-- Material to process follows --
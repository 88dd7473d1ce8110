use chrono::{DateTime, Utc};
use serde::{Deserialize, Serialize};

/// Persisted failed-login bookkeeping for one account identifier.
///
/// Stored as one element of the JSON array kept under
/// [`LOGIN_ATTEMPTS_KEY`](crate::types::constants::LOGIN_ATTEMPTS_KEY):
/// `{ "email": "...", "attempts": 2, "lockedUntil": 1718000000000 }`, where
/// `lockedUntil` is epoch milliseconds and omitted when not locked.
#[derive(Debug, Clone, PartialEq, Eq, Serialize, Deserialize)]
#[serde(rename_all = "camelCase")]
pub struct LoginAttemptRecord {
    pub email: String,
    pub attempts: u32,
    #[serde(
        default,
        skip_serializing_if = "Option::is_none",
        with = "chrono::serde::ts_milliseconds_option"
    )]
    pub locked_until: Option<DateTime<Utc>>,
}

impl LoginAttemptRecord {
    pub fn new(email: impl Into<String>) -> Self {
        Self {
            email: email.into(),
            attempts: 0,
            locked_until: None,
        }
    }

    /// Whole seconds left on the lock, rounded up. `None` when there is no
    /// lock or it has elapsed at `now`.
    pub fn remaining_seconds(&self, now: DateTime<Utc>) -> Option<u64> {
        let locked_until = self.locked_until?;
        if locked_until <= now {
            return None;
        }
        // Sub-millisecond remainders still count as a whole second
        let nanos = (locked_until - now).num_nanoseconds().unwrap_or(i64::MAX);
        Some((nanos as u64).div_ceil(1_000_000_000))
    }

    /// A lock was set and has already run out
    pub fn lock_expired(&self, now: DateTime<Utc>) -> bool {
        self.locked_until.is_some_and(|until| until <= now)
    }
}

/// Answer to [`LoginThrottle::is_locked`](super::LoginThrottle::is_locked)
#[derive(Debug, Clone, Copy, PartialEq, Eq, Serialize)]
#[serde(rename_all = "camelCase")]
pub struct LockStatus {
    pub locked: bool,
    #[serde(skip_serializing_if = "Option::is_none")]
    pub remaining_seconds: Option<u64>,
}

impl LockStatus {
    pub fn unlocked() -> Self {
        Self {
            locked: false,
            remaining_seconds: None,
        }
    }

    pub fn locked_for(seconds: u64) -> Self {
        Self {
            locked: true,
            remaining_seconds: Some(seconds),
        }
    }
}

/// Answer to
/// [`LoginThrottle::record_failed_attempt`](super::LoginThrottle::record_failed_attempt)
#[derive(Debug, Clone, Copy, PartialEq, Eq, Serialize)]
#[serde(rename_all = "camelCase")]
pub struct AttemptOutcome {
    pub locked: bool,
    #[serde(skip_serializing_if = "Option::is_none")]
    pub remaining_seconds: Option<u64>,
    pub attempts: u32,
}

#[cfg(test)]
mod tests {
    use super::*;
    use chrono::TimeZone;

    #[test]
    fn test_record_wire_shape() {
        let locked = LoginAttemptRecord {
            email: "a@b.com".to_string(),
            attempts: 3,
            locked_until: Some(Utc.timestamp_millis_opt(1_718_000_060_000).unwrap()),
        };
        let open = LoginAttemptRecord {
            attempts: 1,
            ..LoginAttemptRecord::new("c@d.com")
        };

        let json = serde_json::to_value(vec![locked.clone(), open.clone()]).unwrap();
        assert_eq!(
            json,
            serde_json::json!([
                {"email": "a@b.com", "attempts": 3, "lockedUntil": 1_718_000_060_000i64},
                {"email": "c@d.com", "attempts": 1}
            ])
        );

        let parsed: Vec<LoginAttemptRecord> = serde_json::from_value(json).unwrap();
        assert_eq!(parsed, vec![locked, open]);
    }

    #[test]
    fn test_remaining_seconds_rounds_up() {
        let now = Utc.timestamp_millis_opt(1_000_000).unwrap();
        let record = LoginAttemptRecord {
            locked_until: Some(now + chrono::Duration::milliseconds(59_001)),
            ..LoginAttemptRecord::new("a@b.com")
        };

        assert_eq!(record.remaining_seconds(now), Some(60));
        assert_eq!(
            record.remaining_seconds(now + chrono::Duration::milliseconds(59_000)),
            Some(1)
        );
        assert_eq!(
            record.remaining_seconds(now + chrono::Duration::milliseconds(59_001)),
            None
        );
        assert!(record.lock_expired(now + chrono::Duration::seconds(60)));
        assert!(!record.lock_expired(now));
    }

    #[test]
    fn test_lock_in_last_millisecond_is_still_locked() {
        let now = Utc.timestamp_millis_opt(5_000_000).unwrap();
        let record = LoginAttemptRecord {
            attempts: 3,
            locked_until: Some(now + chrono::Duration::microseconds(400)),
            ..LoginAttemptRecord::new("a@b.com")
        };

        assert_eq!(record.remaining_seconds(now), Some(1));
        assert!(!record.lock_expired(now));

        let later = now + chrono::Duration::nanoseconds(399_999);
        assert_eq!(record.remaining_seconds(later), Some(1));
        assert!(!record.lock_expired(later));

        let at_expiry = now + chrono::Duration::microseconds(400);
        assert_eq!(record.remaining_seconds(at_expiry), None);
        assert!(record.lock_expired(at_expiry));
    }
}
-- Material to process concluded --
Without any change, write the listing out again.

repository 88dd7473d1ce8110
use chrono::{DateTime, Utc};
use serde::{Deserialize, Serialize};

/// Persisted failed-login bookkeeping for one account identifier.
///
/// Stored as one element of the JSON array kept under
/// [`LOGIN_ATTEMPTS_KEY`](crate::types::constants::LOGIN_ATTEMPTS_KEY):
/// `{ "email": "...", "attempts": 2, "lockedUntil": 1718000000000 }`, where
/// `lockedUntil` is epoch milliseconds and omitted when not locked.
#[derive(Debug, Clone, PartialEq, Eq, Serialize, Deserialize)]
#[serde(rename_all = "camelCase")]
pub struct LoginAttemptRecord {
    pub email: String,
    pub attempts: u32,
    #[serde(
        default,
        skip_serializing_if = "Option::is_none",
        with = "chrono::serde::ts_milliseconds_option"
    )]
    pub locked_until: Option<DateTime<Utc>>,
}

impl LoginAttemptRecord {
    pub fn new(email: impl Into<String>) -> Self {
        Self {
            email: email.into(),
            attempts: 0,
            locked_until: None,
        }
    }

    /// Whole seconds left on the lock, rounded up. `None` when there is no
    /// lock or it has elapsed at `now`.
    pub fn remaining_seconds(&self, now: DateTime<Utc>) -> Option<u64> {
        let locked_until = self.locked_until?;
        if locked_until <= now {
            return None;
        }
        // Sub-millisecond remainders still count as a whole second
        let nanos = (locked_until - now).num_nanoseconds().unwrap_or(i64::MAX);
        Some((nanos as u64).div_ceil(1_000_000_000))
    }

    /// A lock was set and has already run out
    pub fn lock_expired(&self, now: DateTime<Utc>) -> bool {
        self.locked_until.is_some_and(|until| until <= now)
    }
}

/// Answer to [`LoginThrottle::is_locked`](super::LoginThrottle::is_locked)
#[derive(Debug, Clone, Copy, PartialEq, Eq, Serialize)]
#[serde(rename_all = "camelCase")]
pub struct LockStatus {
    pub locked: bool,
    #[serde(skip_serializing_if = "Option::is_none")]
    pub remaining_seconds: Option<u64>,
}

impl LockStatus {
    pub fn unlocked() -> Self {
        Self {
            locked: false,
            remaining_seconds: None,
        }
    }

    pub fn locked_for(seconds: u64) -> Self {
        Self {
            locked: true,
            remaining_seconds: Some(seconds),
        }
    }
}

/// Answer to
/// [`LoginThrottle::record_failed_attempt`](super::LoginThrottle::record_failed_attempt)
#[derive(Debug, Clone, Copy, PartialEq, Eq, Serialize)]
#[serde(rename_all = "camelCase")]
pub struct AttemptOutcome {
    pub locked: bool,
    #[serde(skip_serializing_if = "Option::is_none")]
    pub remaining_seconds: Option<u64>,
    pub attempts: u32,
}

#[cfg(test)]
mod tests {
    use super::*;
    use chrono::TimeZone;

    #[test]
    fn test_record_wire_shape() {
        let locked = LoginAttemptRecord {
            email: "a@b.com".to_string(),
            attempts: 3,
            locked_until: Some(Utc.timestamp_millis_opt(1_718_000_060_000).unwrap()),
        };
        let open = LoginAttemptRecord {
            attempts: 1,
            ..LoginAttemptRecord::new("c@d.com")
        };

        let json = serde_json::to_value(vec![locked.clone(), open.clone()]).unwrap();
        assert_eq!(
            json,
            serde_json::json!([
                {"email": "a@b.com", "attempts": 3, "lockedUntil": 1_718_000_060_000i64},
                {"email": "c@d.com", "attempts": 1}
            ])
        );

        let parsed: Vec<LoginAttemptRecord> = serde_json::from_value(json).unwrap();
        assert_eq!(parsed, vec![locked, open]);
    }

    #[test]
    fn test_remaining_seconds_rounds_up() {
        let now = Utc.timestamp_millis_opt(1_000_000).unwrap();
        let record = LoginAttemptRecord {
            locked_until: Some(now + chrono::Duration::milliseconds(59_001)),
            ..LoginAttemptRecord::new("a@b.com")
        };

        assert_eq!(record.remaining_seconds(now), Some(60));
        assert_eq!(
            record.remaining_seconds(now + chrono::Duration::milliseconds(59_000)),
            Some(1)
        );
        assert_eq!(
            record.remaining_seconds(now + chrono::Duration::milliseconds(59_001)),
            None
        );
        assert!(record.lock_expired(now + chrono::Duration::seconds(60)));
        assert!(!record.lock_expired(now));
    }

    #[test]
    fn test_lock_in_last_millisecond_is_still_locked() {
        let now = Utc.timestamp_millis_opt(5_000_000).unwrap();
        let record = LoginAttemptRecord {
            attempts: 3,
            locked_until: Some(now + chrono::Duration::microseconds(400)),
            ..LoginAttemptRecord::new("a@b.com")
        };

        assert_eq!(record.remaining_seconds(now), Some(1));
        assert!(!record.lock_expired(now));

        let later = now + chrono::Duration::nanoseconds(399_999);
        assert_eq!(record.remaining_seconds(later), Some(1));
        assert!(!record.lock_expired(later));

        let at_expiry = now + chrono::Duration::microseconds(400);
        assert_eq!(record.remaining_seconds(at_expiry), None);
        assert!(record.lock_expired(at_expiry));
    }
}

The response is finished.